METHODS: This is a three-arm, prospective randomized open label clinical trial, which included two hundred and forty patients. We based our sample size calculation assumptions on a recently published clinical trial, thus we enrolled 80 patients for each group. NSAID alone group included (400 mg etodolac twice a day), NSAID + mg group included NSAID - magnesium combination treatment (400 mg etodolac twice a day with 365 mg oral magnesium supplementation) and NSAID + paracetamol group included NSAID - paracetamol combination treatment (400 mg etodolac twice a day with 500 mg paracetamol twice a day). Follow-up visits after initiation of relevant treatment were performed at 4th and 10th days and outcome measures included pain (Visual analogue scale - VAS), mobility of lumbar spine and functional outcome (RMDQ).
RESULTS: Thirty-one patients were considered lost to follow-up or excluded due to use of other medications and final analysis was performed with 209 participants in three groups (71 patients in NSAID alone group, 68 patients in NSAID + mg group and 70 patients in NSAID + paracetamol group). NSAID + mg showed a significantly higher improvement in RMDQ and VAS scores at acute stage (at 4th day visit) compared to two other study groups However, there was no significant difference between three groups in terms of mean improvement of RMDQ, VAS scores and lumbar mobility between initial visit and 10-day.

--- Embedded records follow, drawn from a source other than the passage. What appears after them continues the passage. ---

use super::{Converter, ConverterNotFoundError, ConverterRegistry, Payload, PayloadType};
use rivet_http::{user_agent, Form, Headers, Method, ACCEPT, CONTENT_TYPE, USER_AGENT};
use std::{
    fmt,
    hash::{Hash, Hasher},
    sync::Arc,
};

const DEFAULT_CONTENT_TYPE: &str = "application/x-www-form-urlencoded";

/// 逻辑 HTTP 请求
///
/// 由 [`RequestBuilder`] 构建，包含请求载荷以及选定的转换器。
/// 相等性与哈希仅由 HTTP 头，请求方法，URL 与请求载荷决定。
#[derive(Clone)]
pub struct Request {
    method: Method,
    url: Option<String>,
    headers: Headers,
    form: Option<Form>,
    body: Option<Payload>,
    converter: Arc<dyn Converter>,
    request_type: PayloadType,
    response_type: PayloadType,
    error_type: Option<PayloadType>,
}

impl Request {
    /// 从转换器注册表中选定转换器，创建请求构建器
    pub fn builder(
        registry: &ConverterRegistry,
        request_type: PayloadType,
        response_type: PayloadType,
    ) -> Result<RequestBuilder, ConverterNotFoundError> {
        let converter = registry.lookup(&request_type, &response_type)?;
        Ok(RequestBuilder::with_converter(converter, request_type, response_type))
    }

    /// 获取 HTTP 请求方法
    #[inline]
    pub fn method(&self) -> Method {
        self.method
    }

    /// 获取 URL
    #[inline]
    pub fn url(&self) -> Option<&str> {
        self.url.as_deref()
    }

    /// 获取 HTTP 请求头
    #[inline]
    pub fn headers(&self) -> &Headers {
        &self.headers
    }

    /// 获取查询表单
    ///
    /// 仅 `GET` 请求会将表单作为查询字符串
    #[inline]
    pub fn form(&self) -> Option<&Form> {
        self.form.as_ref()
    }

    /// 获取请求载荷
    #[inline]
    pub fn body(&self) -> Option<&Payload> {
        self.body.as_ref()
    }

    /// 是否包含请求载荷
    #[inline]
    pub fn has_body(&self) -> bool {
        self.body.is_some()
    }

    /// 获取转换器
    #[inline]
    pub fn converter(&self) -> &Arc<dyn Converter> {
        &self.converter
    }

    /// 获取请求载荷类型
    #[inline]
    pub fn request_type(&self) -> &PayloadType {
        &self.request_type
    }

    /// 获取响应载荷类型
    #[inline]
    pub fn response_type(&self) -> &PayloadType {
        &self.response_type
    }

    /// 获取错误载荷类型
    #[inline]
    pub fn error_type(&self) -> Option<&PayloadType> {
        self.error_type.as_ref()
    }

    /// 获取最终请求的 URL
    ///
    /// `GET` 请求携带非空表单时，将表单字符串作为查询字符串追加到 URL 后
    pub fn endpoint_url(&self) -> Option<String> {
        let url = self.url.as_deref()?;
        match &self.form {
            Some(form) if self.method == Method::GET && !form.is_empty() => {
                Some(format!("{}?{}", url, form.to_form_string()))
            }
            _ => Some(url.to_owned()),
        }
    }

    /// 请求是否不完整
    ///
    /// URL 未设置，或非 `GET` 请求缺少请求载荷时，请求不完整
    pub fn is_empty(&self) -> bool {
        self.url.as_deref().map_or(true, str::is_empty) || (self.method != Method::GET && self.body.is_none())
    }
}

impl fmt::Debug for Request {
    fn fmt(&self, f: &mut fmt::Formatter<'_>) -> fmt::Result {
        f.debug_struct("Request")
            .field("method", &self.method)
            .field("url", &self.url)
            .field("headers", &self.headers)
            .field("form", &self.form)
            .field("body", &self.body)
            .field("request_type", &self.request_type)
            .field("response_type", &self.response_type)
            .field("error_type", &self.error_type)
            .finish()
    }
}

impl PartialEq for Request {
    fn eq(&self, other: &Self) -> bool {
        self.headers == other.headers
            && self.method == other.method
            && self.url == other.url
            && self.body == other.body
    }
}

impl Eq for Request {}

impl Hash for Request {
    fn hash<H: Hasher>(&self, state: &mut H) {
        self.headers.hash(state);
        self.method.hash(state);
        self.url.hash(state);
        self.body.hash(state);
    }
}

/// 逻辑 HTTP 请求构建器
///
/// 每一步都消耗构建器并返回新的构建器，最终由 [`RequestBuilder::build`] 生成请求
#[derive(Debug)]
#[must_use]
pub struct RequestBuilder {
    inner: Request,
}

impl RequestBuilder {
    /// 使用指定的转换器创建请求构建器
    ///
    /// 新请求默认携带 User-Agent，以及转换器声明的 Accept 与 Content-Type
    pub fn with_converter(
        converter: Arc<dyn Converter>,
        request_type: PayloadType,
        response_type: PayloadType,
    ) -> Self {
        let mut headers = Headers::new();
        headers.insert(USER_AGENT, user_agent());
        if let Some(accept) = converter.accept() {
            headers.insert(ACCEPT, accept);
        }
        if let Some(content_type) = converter.content_type() {
            headers.insert(CONTENT_TYPE, content_type);
        }
        Self {
            inner: Request {
                headers,
                converter,
                request_type,
                response_type,
                method: Default::default(),
                url: None,
                form: None,
                body: None,
                error_type: None,
            },
        }
    }

    /// 设置 HTTP 请求方法
    ///
    /// 非 `GET` 请求在没有设置 Content-Type 时，默认使用表单的 Content-Type
    pub fn method(mut self, method: Method) -> Self {
        self.inner.method = method;
        if method != Method::GET && self.inner.headers.content_type().is_none() {
            self.inner.headers.insert(CONTENT_TYPE, DEFAULT_CONTENT_TYPE);
        }
        self
    }

    /// 设置 URL
    #[inline]
    pub fn url(mut self, url: impl Into<String>) -> Self {
        self.inner.url = Some(url.into());
        self
    }

    /// 设置 HTTP 请求头，值为空时忽略
    #[inline]
    pub fn header(mut self, name: impl Into<String>, value: impl Into<String>) -> Self {
        self.inner.headers.insert(name, value);
        self
    }

    /// 合并 HTTP 请求头，同名头以传入的值为准
    #[inline]
    pub fn headers(mut self, headers: &Headers) -> Self {
        self.inner.headers.extend_from(headers);
        self
    }

    /// 设置 Accept
    #[inline]
    pub fn accept(self, accept: impl Into<String>) -> Self {
        self.header(ACCEPT, accept)
    }

    /// 设置 Content-Type
    #[inline]
    pub fn content_type(self, content_type: impl Into<String>) -> Self {
        self.header(CONTENT_TYPE, content_type)
    }

    /// 设置表单
    ///
    /// `GET` 请求的表单作为查询字符串，其他请求的表单作为请求载荷，
    /// 因此应当在设置请求方法之后调用
    pub fn form(mut self, form: Form) -> Self {
        if self.inner.method == Method::GET {
            self.inner.form = Some(form);
        } else {
            self.inner.body = Some(Payload::Form(form));
        }
        self
    }

    /// 设置请求载荷
    ///
    /// `GET` 请求不携带请求体，此时调用将被忽略
    pub fn body(mut self, body: impl Into<Payload>) -> Self {
        if self.inner.method != Method::GET {
            self.inner.body = Some(body.into());
        }
        self
    }

    /// 声明错误载荷类型
    ///
    /// 声明后，错误状态码的响应载荷将放入 [`crate::Response::error`] 中
    #[inline]
    pub fn error_type(mut self, error_type: PayloadType) -> Self {
        self.inner.error_type = Some(error_type);
        self
    }

    /// 构建逻辑 HTTP 请求
    #[inline]
    pub fn build(self) -> Request {
        self.inner
    }
}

CONCLUSION: Results of this study suggest that addition of magnesium to acute low-back pain treatment does not significantly improve final clinical outcomes.
LEVEL OF EVIDENCE: Level I, prospective randomized controlled study.
Too many lost to follow-up, which weakens the power calculation.
This prospective RCT evaluated etodolac 400 mg (an NSAID) vs NSAID with magnesium 365 mg vs NSAID with paracetamol 500 mg using visual analogue scale (VAS) and mobility of lumbar spine and functional outcome (RMDQ). he authors excluded patients who received IV or IM analgesia during the treatment period. There was improvement at 4 days in VAS and RMDQ scores for patients receiving NSAID with Mg, but no difference between groups at 10 days. The study was unblinded, and authors did not assess other analgesic drugs for low back pain at the time of enrollment. Further study is needed evaluating magnesium for acute pain.
The minimum clinically important improvement of 5 points on the RMDQ and the difference was only 2.7 between NSAID alone and NSAID and magnesium. However, there was a trend. I agree with the authors that more research is needed.